Machine learning came out of the field of artificial intelligence (AI). It is the process of computers having the ability to learn from experience. For instance, software is coded with a generic algorithm that it can build upon.

As technology continues to evolve, machines can now learn from inputs. We need machine learning to filter through and analyze massive sets of complex data. Specific types of machine learning algorithms include:

  • Unsupervised learning (Discovering the rules, and groupings of data, without the corresponding output)
  • Supervised learning (Learning from previous examples)
  • Reinforcement learning (Learning through a series of rewards and punishments)

In addition, examples of machine learning at work include:

  • Facial recognition
  • Predicting the weather
  • Medical patient diagnosis
  • Filtering emails

Only five decades ago, machine learning was considered science fiction. Famous writers, from Jules Verne to George Lucas, had the bright imagination to humanize artificial entities.

In 1952, IBM's Arthur Samuel created a program to play checkers. Samuel played with the program so often that it was able to improve with each consecutive game. It was Samuel who first coined the term "machine learning." [Rosenblatt, Frank. "The perceptron: a probabilistic model for information storage and organization in the brain." Psychological review 65.6 (1958): p. 386.]

Today, machine learning has become embedded technology many of us take for granted in our daily lives. There are many industries that currently use machine learning to help improve their daily processes.

Through machine learning, businesses can move ahead of descriptive and predictive analytics to prescriptive analytics without a hitch. Keep reading to learn more.


Whether marketers work in the B2C or B2B fields, they are now utilizing machine learning to grow their audiences and personalize their messages to make them much more relevant. To start, many marketers are realizing machine learning provides a gold mine in terms of competitor analysis. Through software, using machine learning, marketers can track the conversions made through the experiences their competitors provide.

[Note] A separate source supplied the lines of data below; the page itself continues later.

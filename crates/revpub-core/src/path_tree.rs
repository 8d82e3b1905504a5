//! Folder hierarchy of a publish batch.
//!
//! Each node corresponds to one destination folder touched by the batch
//! and holds the items destined directly for it. The walk order matches
//! the commit protocol's nesting: a folder is entered before its children
//! and left after its children and its own items.

use std::collections::BTreeMap;

use revpub_types::error::Result;
use revpub_types::path;

#[derive(Debug)]
pub struct PathNode<T> {
    path: String,
    children: BTreeMap<String, PathNode<T>>,
    uploads: Vec<T>,
}

impl<T> PathNode<T> {
    fn new(path: String) -> Self {
        Self {
            path,
            children: BTreeMap::new(),
            uploads: Vec::new(),
        }
    }

    /// Full folder path from the tree root (`""` for the root).
    pub fn path(&self) -> &str {
        &self.path
    }

    pub fn name(&self) -> &str {
        path::file_name(&self.path)
    }

    pub fn is_root(&self) -> bool {
        self.path.is_empty()
    }

    pub fn uploads(&self) -> &[T] {
        &self.uploads
    }

    pub fn children(&self) -> impl Iterator<Item = &PathNode<T>> {
        self.children.values()
    }

    pub fn child(&self, name: &str) -> Option<&PathNode<T>> {
        self.children.get(name)
    }

    fn walk<V: TreeVisitor<T>>(&self, visitor: &mut V) -> Result<()> {
        if !self.is_root() {
            visitor.enter_folder(self)?;
        }
        for child in self.children.values() {
            child.walk(visitor)?;
        }
        visitor.visit_uploads(self)?;
        if !self.is_root() {
            visitor.leave_folder(self)?;
        }
        Ok(())
    }

    fn collect<'a>(&'a self, out: &mut Vec<&'a T>) {
        for child in self.children.values() {
            child.collect(out);
        }
        out.extend(self.uploads.iter());
    }
}

/// Callbacks for [`PathTree::walk`]. The root is never entered or left,
/// but its items are visited.
pub trait TreeVisitor<T> {
    fn enter_folder(&mut self, node: &PathNode<T>) -> Result<()>;
    fn visit_uploads(&mut self, node: &PathNode<T>) -> Result<()>;
    fn leave_folder(&mut self, node: &PathNode<T>) -> Result<()>;
}

#[derive(Debug)]
pub struct PathTree<T> {
    root: PathNode<T>,
    len: usize,
}

impl<T> Default for PathTree<T> {
    fn default() -> Self {
        Self::new()
    }
}

impl<T> PathTree<T> {
    pub fn new() -> Self {
        Self {
            root: PathNode::new(String::new()),
            len: 0,
        }
    }

    /// Append `item` to the node for `folder`, creating missing nodes on
    /// the way. `folder` must be normalized.
    pub fn insert(&mut self, folder: &str, item: T) {
        let mut node = &mut self.root;
        for seg in path::segments(folder) {
            let child_path = path::join(&node.path, seg);
            node = node
                .children
                .entry(seg.to_string())
                .or_insert_with(|| PathNode::new(child_path));
        }
        node.uploads.push(item);
        self.len += 1;
    }

    pub fn root(&self) -> &PathNode<T> {
        &self.root
    }

    /// Node for `folder`, if any item was scheduled at or below it.
    pub fn node(&self, folder: &str) -> Option<&PathNode<T>> {
        let mut node = &self.root;
        for seg in path::segments(folder) {
            node = node.children.get(seg)?;
        }
        Some(node)
    }

    /// Number of items inserted.
    pub fn len(&self) -> usize {
        self.len
    }

    pub fn is_empty(&self) -> bool {
        self.len == 0
    }

    pub fn walk<V: TreeVisitor<T>>(&self, visitor: &mut V) -> Result<()> {
        self.root.walk(visitor)
    }

    /// Every item in walk order.
    pub fn uploads(&self) -> Vec<&T> {
        let mut out = Vec::with_capacity(self.len);
        self.root.collect(&mut out);
        out
    }
}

Some say competitors are the best friends you can have. As a result, it is critical to keep an eye on what your competitors are doing to ensure you will always have a place in your industry. With machine learning, marketers are given an in-depth view of what works for their competitors. Even with mounds of data, machine learning is helping marketers to get through it all.

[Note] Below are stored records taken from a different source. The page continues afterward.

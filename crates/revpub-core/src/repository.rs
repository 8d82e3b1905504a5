use std::io::Write;
use std::sync::Arc;

use chrono::{DateTime, Utc};
use tracing::{debug, info, warn};

use revpub_store::{Connector, LogEntry, StoreUrl};
use revpub_types::error::{Result, RevpubError};
use revpub_types::{ModuleRevisionId, NodeKind, Revision};

use crate::config::RevpubConfig;
use crate::connection_cache::{lock_store, ConnectionCache, SharedStore};
use crate::dao;
use crate::transaction::{PublishOutcome, PublishTransaction, Scheduled};
use crate::upload::{EphemeralPolicy, PendingUpload, UploadSource};

/// Metadata for one path, as seen by a resolver.
#[derive(Debug, Clone, PartialEq, Eq)]
pub struct Resource {
    pub path: String,
    pub exists: bool,
    pub kind: NodeKind,
    pub size: u64,
    pub last_modified: Option<DateTime<Utc>>,
}

impl Resource {
    fn missing(path: &str) -> Self {
        Self {
            path: path.to_string(),
            exists: false,
            kind: NodeKind::None,
            size: 0,
            last_modified: None,
        }
    }
}

/// Caller-facing handle on one configured repository: publish sessions
/// plus reads through a cached connection.
pub struct ArtifactRepository {
    config: RevpubConfig,
    root: StoreUrl,
    connector: Arc<dyn Connector>,
    connections: Arc<ConnectionCache>,
    ephemeral: EphemeralPolicy,
    module: Option<ModuleRevisionId>,
    transaction: Option<PublishTransaction>,
}

impl ArtifactRepository {
    /// Validates the configuration before anything is opened.
    pub fn new(
        config: RevpubConfig,
        connector: Arc<dyn Connector>,
        connections: Arc<ConnectionCache>,
    ) -> Result<Self> {
        config.validate()?;
        let root = StoreUrl::parse(&config.repository.url)?;
        let ephemeral = EphemeralPolicy::new(config.publish.temp_prefix.clone());
        Ok(Self {
            config,
            root,
            connector,
            connections,
            ephemeral,
            module: None,
            transaction: None,
        })
    }

    pub fn root(&self) -> &StoreUrl {
        &self.root
    }

    pub fn config(&self) -> &RevpubConfig {
        &self.config
    }

    fn read_revision(&self) -> Revision {
        Revision::from_option(self.config.repository.retrieve_revision)
    }

    /// In-store path for `location`, which is either relative to the
    /// configured root or a full URL under it.
    fn store_path(&self, store_root: &StoreUrl, location: &str) -> Result<String> {
        let url = if location.contains("://") {
            let url = StoreUrl::parse(location)?;
            if url.relative_to(&self.root).is_none() {
                return Err(RevpubError::InvalidPath(format!(
                    "{location} is outside repository {}",
                    self.root
                )));
            }
            url
        } else {
            self.root.join(location)?
        };
        url.relative_to(store_root).ok_or_else(|| {
            RevpubError::InvalidPath(format!("{url} is outside store {store_root}"))
        })
    }

    fn connection(&self) -> Result<SharedStore> {
        self.connections
            .get_or_connect(self.connector.as_ref(), &self.root)
    }

    pub fn begin_publish_transaction(&mut self, mrid: ModuleRevisionId) -> Result<()> {
        if self.transaction.is_some() {
            return Err(RevpubError::protocol(
                "a publish transaction is already in progress",
            ));
        }
        debug!(module = %mrid, "begin publish");
        self.module = Some(mrid);
        Ok(())
    }

    /// Schedule one file. The first call opens the two sessions the
    /// transaction uses; they bypass the connection cache since a commit
    /// holds its session until it closes.
    pub fn put(
        &mut self,
        source: UploadSource,
        destination: &str,
        overwrite: bool,
    ) -> Result<Scheduled> {
        if destination.ends_with('/') {
            return Err(RevpubError::InvalidPath(format!(
                "{destination}: can only publish files, not folders"
            )));
        }
        let mut tx = match self.transaction.take() {
            Some(tx) => tx,
            None => self.open_transaction()?,
        };
        let result = self.schedule_into(&mut tx, source, destination, overwrite);
        self.transaction = Some(tx);
        result
    }

    fn open_transaction(&self) -> Result<PublishTransaction> {
        let mrid = self.module.clone().ok_or_else(|| {
            RevpubError::NotInitialized("put called before begin_publish_transaction".into())
        })?;
        let reader = self.connector.connect(&self.root)?;
        let committer = self.connector.connect(&self.root)?;
        PublishTransaction::new(mrid, self.config.publish.clone(), reader, committer)
    }

    fn schedule_into(
        &self,
        tx: &mut PublishTransaction,
        source: UploadSource,
        destination: &str,
        overwrite: bool,
    ) -> Result<Scheduled> {
        let target = self.store_path(tx.store_root(), destination)?;
        let upload = PendingUpload::new(source, &target, overwrite, &self.ephemeral)?;
        tx.schedule(upload)
    }

    pub fn commit_publish_transaction(&mut self) -> Result<PublishOutcome> {
        let Some(tx) = self.transaction.as_mut() else {
            info!("nothing scheduled; no commit needed");
            self.module = None;
            return Ok(PublishOutcome::default());
        };
        let outcome = tx.commit()?;
        self.transaction = None;
        self.module = None;
        Ok(outcome)
    }

    /// Discard the current publish. A no-op when nothing was scheduled or
    /// the commit never started.
    pub fn abort_publish_transaction(&mut self) -> Result<()> {
        self.module = None;
        match self.transaction.take() {
            None => {
                debug!("no publish transaction to abort");
                Ok(())
            }
            Some(tx) if !tx.has_commit_started() => {
                debug!(module = %tx.module(), "commit never started; discarding scheduled uploads");
                Ok(())
            }
            Some(mut tx) => tx.abort(),
        }
    }

    /// Copy the file at `source` into `out`.
    pub fn get(&self, source: &str, out: &mut dyn Write) -> Result<u64> {
        let conn = self.connection()?;
        let store = lock_store(&conn);
        let target = self.store_path(store.repository_root(), source)?;
        dao::fetch_file(&**store, &target, out, self.read_revision())
    }

    /// Names of the direct children of `folder`; empty when it does not exist.
    pub fn list(&self, folder: &str) -> Result<Vec<String>> {
        let conn = self.connection()?;
        let store = lock_store(&conn);
        let target = self.store_path(store.repository_root(), folder)?;
        Ok(dao::list_names(&**store, &target, self.read_revision())?
            .into_iter()
            .collect())
    }

    /// The newest `limit` revisions of the store, newest first.
    pub fn history(&self, limit: usize) -> Result<Vec<LogEntry>> {
        let conn = self.connection()?;
        let store = lock_store(&conn);
        store.log(limit)
    }

    /// Lookup failures resolve to a missing resource.
    pub fn resolve_resource(&self, location: &str) -> Resource {
        match self.try_resolve(location) {
            Ok(Some(resource)) => resource,
            Ok(None) => Resource::missing(location),
            Err(e) => {
                warn!(path = %location, error = %e, "resource lookup failed");
                Resource::missing(location)
            }
        }
    }

    fn try_resolve(&self, location: &str) -> Result<Option<Resource>> {
        let conn = self.connection()?;
        let store = lock_store(&conn);
        let target = self.store_path(store.repository_root(), location)?;
        let entry = store.info(&target, self.read_revision())?;
        Ok(entry.map(|e| Resource {
            path: location.to_string(),
            exists: true,
            kind: e.kind,
            size: e.size,
            last_modified: e.date,
        }))
    }
}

Another way marketers are currently using machine learning is through social listening. Today's markets are consumer-driven. These customers want to be seen, heard, and understood.

Naturally, there just aren't enough hours in the day to try to understand every single prospect or customer on social media. Instead of spending thousands of hours combing various platforms, marketers are using machine learning instead.

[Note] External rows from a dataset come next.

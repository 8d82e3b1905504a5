use std::collections::{BTreeMap, BTreeSet};

use tracing::{debug, info, warn};

use revpub_store::{CopySource, RemoteStore, StoreUrl};
use revpub_types::error::{Result, RevpubError};
use revpub_types::{path, ModuleRevisionId};

use crate::alias;
use crate::config::PublishConfig;
use crate::cursor::CommitCursor;
use crate::dao::RemoteStoreClient;
use crate::path_tree::{PathNode, PathTree, TreeVisitor};
use crate::upload::{PendingUpload, StagedUpload};

#[derive(Debug, Clone, Copy, PartialEq, Eq)]
pub enum CommitState {
    Idle,
    CommitOpen,
    CommittedEmpty,
    CommittedWithChanges,
    AliasCopyOpen,
    AliasCopyClosed,
    Done,
    Aborted,
}

/// What `schedule` did with an upload.
#[derive(Debug, Clone, Copy, PartialEq, Eq)]
pub enum Scheduled {
    Queued,
    /// Alias mode only: the permanent folder already exists and the
    /// upload did not ask to overwrite it.
    Skipped,
}

#[derive(Debug, Clone, Default, PartialEq, Eq)]
pub struct PublishOutcome {
    /// Files written by the primary commit.
    pub written: usize,
    /// Destinations dropped at schedule time or left untouched at commit
    /// time because they existed and overwrite was off.
    pub skipped: Vec<String>,
    /// Revision of the primary commit; `None` when nothing was written.
    pub revision: Option<u64>,
    /// Revision of the alias copy commit, when one was needed.
    pub alias_revision: Option<u64>,
    /// `(permanent, alias)` folder pairs copied by the alias commit.
    pub aliased: Vec<(String, String)>,
}

/// A single-use batch of uploads committed atomically.
///
/// Uploads are grouped by folder and committed in one depth-first walk.
/// In alias mode they are staged into the alias folder and a second
/// commit copies each staged folder to its permanent location. If that
/// second commit fails, the alias folder keeps the new content from the
/// first commit while the permanent folder may be missing (it was deleted
/// for an overwrite) or stale.
pub struct PublishTransaction {
    mrid: ModuleRevisionId,
    config: PublishConfig,
    dao: RemoteStoreClient,
    committer: Box<dyn RemoteStore>,
    tree: PathTree<StagedUpload>,
    skipped: Vec<String>,
    ambiguous: Option<(String, String)>,
    state: CommitState,
    cursor: Option<CommitCursor>,
}

impl PublishTransaction {
    /// `reader` serves existence checks and listings while `committer`
    /// carries the commits; reads cannot share a session with an open
    /// commit.
    pub fn new(
        mrid: ModuleRevisionId,
        config: PublishConfig,
        reader: Box<dyn RemoteStore>,
        committer: Box<dyn RemoteStore>,
    ) -> Result<Self> {
        config.validate()?;
        Ok(Self {
            mrid,
            config,
            dao: RemoteStoreClient::new(reader),
            committer,
            tree: PathTree::new(),
            skipped: Vec::new(),
            ambiguous: None,
            state: CommitState::Idle,
            cursor: None,
        })
    }

    pub fn module(&self) -> &ModuleRevisionId {
        &self.mrid
    }

    /// Root URL of the store the transaction commits to.
    pub fn store_root(&self) -> &StoreUrl {
        self.dao.store().repository_root()
    }

    pub fn state(&self) -> CommitState {
        self.state
    }

    pub fn has_commit_started(&self) -> bool {
        self.state != CommitState::Idle
    }

    /// Number of queued uploads.
    pub fn len(&self) -> usize {
        self.tree.len()
    }

    pub fn is_empty(&self) -> bool {
        self.tree.is_empty()
    }

    pub fn schedule(&mut self, upload: PendingUpload) -> Result<Scheduled> {
        if self.state != CommitState::Idle {
            return Err(RevpubError::protocol(
                "cannot schedule uploads after the commit has started",
            ));
        }
        let staged = match self.config.alias_folder() {
            None => StagedUpload::direct(upload),
            Some(alias_folder) => {
                if !upload.overwrite() && self.dao.folder_exists(upload.folder(), true)? {
                    warn!(
                        path = %upload.destination(),
                        module = %self.mrid,
                        "folder already published and overwrite is off; upload dropped"
                    );
                    self.skipped.push(upload.destination());
                    return Ok(Scheduled::Skipped);
                }
                let staging = match alias::alias_folder_path(
                    upload.folder(),
                    &self.mrid.revision,
                    alias_folder,
                ) {
                    Ok(staging) => staging,
                    Err(e) => {
                        self.ambiguous =
                            Some((upload.folder().to_string(), self.mrid.revision.clone()));
                        return Err(e);
                    }
                };
                StagedUpload {
                    folder: staging,
                    overwrite: true,
                    upload,
                }
            }
        };
        debug!(path = %staged.destination(), overwrite = staged.overwrite, "upload scheduled");
        let folder = staged.folder.clone();
        self.tree.insert(&folder, staged);
        Ok(Scheduled::Queued)
    }

    /// Commit every scheduled upload.
    ///
    /// On error the open commit is kept so the caller can [`abort`].
    ///
    /// [`abort`]: PublishTransaction::abort
    pub fn commit(&mut self) -> Result<PublishOutcome> {
        if self.state != CommitState::Idle {
            return Err(RevpubError::NotInitialized(format!(
                "commit already attempted (state {:?})",
                self.state
            )));
        }
        if let Some((folder, revision)) = self.ambiguous.clone() {
            return Err(RevpubError::AmbiguousRevisionPath { folder, revision });
        }

        let message = format!("Publishing {}", self.mrid);
        let mut cursor = CommitCursor::open(self.committer.commit_editor(&message)?)?;
        self.state = CommitState::CommitOpen;

        let written = match self.upload_all(&mut cursor) {
            Ok(written) => written,
            Err(e) => return Err(self.hold(cursor, e)),
        };
        if written == 0 {
            info!(module = %self.mrid, "nothing written; aborting empty commit");
            if let Err(e) = cursor.abort() {
                return Err(self.hold(cursor, e));
            }
            self.state = CommitState::CommittedEmpty;
            return Ok(PublishOutcome {
                skipped: self.skipped.clone(),
                ..PublishOutcome::default()
            });
        }

        let mapping = if self.config.alias {
            match alias::prepare_alias(&mut self.dao, &mut cursor, self.tree.uploads()) {
                Ok(mapping) => mapping,
                Err(e) => return Err(self.hold(cursor, e)),
            }
        } else {
            BTreeMap::new()
        };

        let committed = match cursor.close_edit() {
            Ok(info) => info,
            Err(e) => return Err(self.hold(cursor, e)),
        };
        self.state = CommitState::CommittedWithChanges;
        info!(module = %self.mrid, revision = committed.revision, written, "publish committed");

        let mut outcome = PublishOutcome {
            written,
            skipped: self.skipped.clone(),
            revision: Some(committed.revision),
            alias_revision: None,
            aliased: Vec::new(),
        };
        if !mapping.is_empty() {
            match self.copy_aliases(&mapping, committed.revision) {
                Ok(rev) => {
                    outcome.alias_revision = Some(rev);
                    outcome.aliased = mapping.into_iter().collect();
                }
                Err(e) => {
                    warn!(
                        module = %self.mrid,
                        revision = committed.revision,
                        error = %e,
                        "alias folders hold the new content but the copy to the \
                         permanent folders failed; they may be missing or stale"
                    );
                    return Err(e);
                }
            }
        }
        self.state = CommitState::Done;
        Ok(outcome)
    }

    /// Abort the open commit. Fails with `NotInitialized` when nothing is
    /// open: before `commit`, after it finished, or on a second call.
    pub fn abort(&mut self) -> Result<()> {
        let Some(mut cursor) = self.cursor.take() else {
            return Err(RevpubError::NotInitialized(
                "no open commit to abort".into(),
            ));
        };
        cursor.abort()?;
        self.state = CommitState::Aborted;
        info!(module = %self.mrid, "publish aborted");
        Ok(())
    }

    fn hold(&mut self, cursor: CommitCursor, err: RevpubError) -> RevpubError {
        if !cursor.is_finished() {
            debug!(module = %self.mrid, error = %err, "commit failed; left open for abort");
            self.cursor = Some(cursor);
        }
        err
    }

    fn upload_all(&mut self, cursor: &mut CommitCursor) -> Result<usize> {
        let mut walk = CommitWalk {
            dao: &mut self.dao,
            cursor,
            cleanup: self.config.cleanup_publish_folder,
            written: 0,
            skipped: &mut self.skipped,
        };
        self.tree.walk(&mut walk)?;
        Ok(walk.written)
    }

    fn copy_aliases(&mut self, mapping: &BTreeMap<String, String>, revision: u64) -> Result<u64> {
        self.state = CommitState::AliasCopyOpen;
        let message = format!("Publishing {} (alias {})", self.mrid, self.config.alias_folder);
        let mut cursor = CommitCursor::open(self.committer.commit_editor(&message)?)?;
        let result = copy_folders(&mut self.dao, &mut cursor, mapping, revision)
            .and_then(|()| cursor.close_edit());
        match result {
            Ok(info) => {
                self.state = CommitState::AliasCopyClosed;
                info!(
                    module = %self.mrid,
                    revision = info.revision,
                    folders = mapping.len(),
                    "alias copy committed"
                );
                Ok(info.revision)
            }
            Err(e) => Err(self.hold(cursor, e)),
        }
    }
}

fn copy_folders(
    dao: &mut RemoteStoreClient,
    cursor: &mut CommitCursor,
    mapping: &BTreeMap<String, String>,
    revision: u64,
) -> Result<()> {
    for (permanent, staging) in mapping {
        dao.create_folders(cursor, path::parent(permanent))?;
        cursor.add_dir(
            permanent,
            Some(CopySource {
                path: staging.clone(),
                revision,
            }),
        )?;
        cursor.close_dir()?;
    }
    Ok(())
}

/// Drives one commit over the batch's folder tree.
struct CommitWalk<'a> {
    dao: &'a mut RemoteStoreClient,
    cursor: &'a mut CommitCursor,
    cleanup: bool,
    written: usize,
    skipped: &'a mut Vec<String>,
}

impl CommitWalk<'_> {
    /// Delete entries not part of this batch. Child folders of the node
    /// are kept since the walk just published into them.
    fn clean_folder(&mut self, node: &PathNode<StagedUpload>) -> Result<()> {
        let keep: BTreeSet<&str> = node
            .uploads()
            .iter()
            .map(|s| s.upload.file_name())
            .chain(node.children().map(|c| c.name()))
            .collect();
        for name in self.dao.list_folder(node.path())? {
            if !keep.contains(name.as_str()) {
                self.dao
                    .delete_entry(self.cursor, &path::join(node.path(), &name))?;
            }
        }
        Ok(())
    }
}

impl TreeVisitor<StagedUpload> for CommitWalk<'_> {
    fn enter_folder(&mut self, node: &PathNode<StagedUpload>) -> Result<()> {
        self.dao.create_folders(self.cursor, node.path())
    }

    fn visit_uploads(&mut self, node: &PathNode<StagedUpload>) -> Result<()> {
        let mut written_here = 0;
        for staged in node.uploads() {
            let data = staged.upload.data()?;
            let written = self.dao.put_file(
                self.cursor,
                &data,
                &staged.folder,
                staged.upload.file_name(),
                staged.overwrite,
            )?;
            if written {
                written_here += 1;
            } else {
                info!(path = %staged.destination(), "file exists and overwrite is off; skipped");
                self.skipped.push(staged.destination());
            }
        }
        self.written += written_here;
        if self.cleanup && written_here > 0 {
            self.clean_folder(node)?;
        }
        Ok(())
    }

    fn leave_folder(&mut self, node: &PathNode<StagedUpload>) -> Result<()> {
        if self.cursor.top() != node.path() {
            return Err(RevpubError::Protocol(format!(
                "expected '{}' on top of the commit, found '{}'",
                node.path(),
                self.cursor.top()
            )));
        }
        self.cursor.close_dir()
    }
}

In addition, marketers are using machine learning to decipher complex algorithms when deciding how to optimize their marketing content. Machine learning software can help marketers figure out how to set the tone for their messages and decipher the specific words that will best resonate with their target audience.


Agriculture is another industry moving fast into the future with the help of machine learning algorithms. For instance, machine learning is being used to forecast the weather for chosen locations. It is also being used to figure out if machinery can access remote fields.

Then, there are options to find out whether pests are prominent based on environmental surroundings.


Since the construction industry is vital to the growth of any nation, it won’t be left out of the machine learning revolution. On any given day, a construction project can be embedded with hundreds of change orders and thousands of issues.

But machine learning is now being used to help teams determine the most critical tasks that need attention ASAP. Machine learning is also being used for safety monitoring, finding safety hazards, and identifying issues such as missing materials or equipment.


Manufacturing is process work that drives innovation. During the manufacturing process, companies are always trying to determine the specific factors — such as quality and efficiency — that will drive commercial success. Thanks to machine learning, the hours needed for the process have been cut significantly.

According to a study by McKinsey & Company, machine learning has helped to reduce annual maintenance costs of industrial equipment by 10% through predictive maintenance.

Machine learning has also helped to reduce scrap rates in the semiconductor manufacturing industry. Furthermore, according to PwC, machine learning will contribute to a 31% growth rate for connected factories over the next five years. [p. 48, PDF]

Plus, manufacturers are using machine learning to improve product availability while decreasing any errors made in supply chain forecasting.


Machine learning is driven by data consumption, and there are so many manual processes used in healthcare. The good news is machine learning is helping to drastically improve workflows and the data compiled into electronic medical records.

With machine learning, healthcare practitioners can use the power of data-driven analytics. As a result, they are able toincreasetreatment options while optimizing medical resource efficiency.


In our modern times, we store most of our data on computers and various devices. Sensitive data could be saved on disks, local servers, or on the cloud. Moreover, massive amounts of data are transmitted every day across networks to other devices.

For these reasons and more, cybersecurity is critical in an age where cyber-attacks are growing by the second. It is welcome news that machine learning is helping to improve the cybersecurity industry.

Despite many advancements in cybersecurity technologies, there are still challenges to overcome. Machine learning is providing the answers to those obstacles. For example, machine learning algorithms can use models of behavior to make predictions about future security threats.

Final Thought

As you can see, there are many fantastic ways machine learning is used behind the scenes for multiple industries. If you notice an industry becoming much more efficient, then it's a safe bet it’s using machine learning.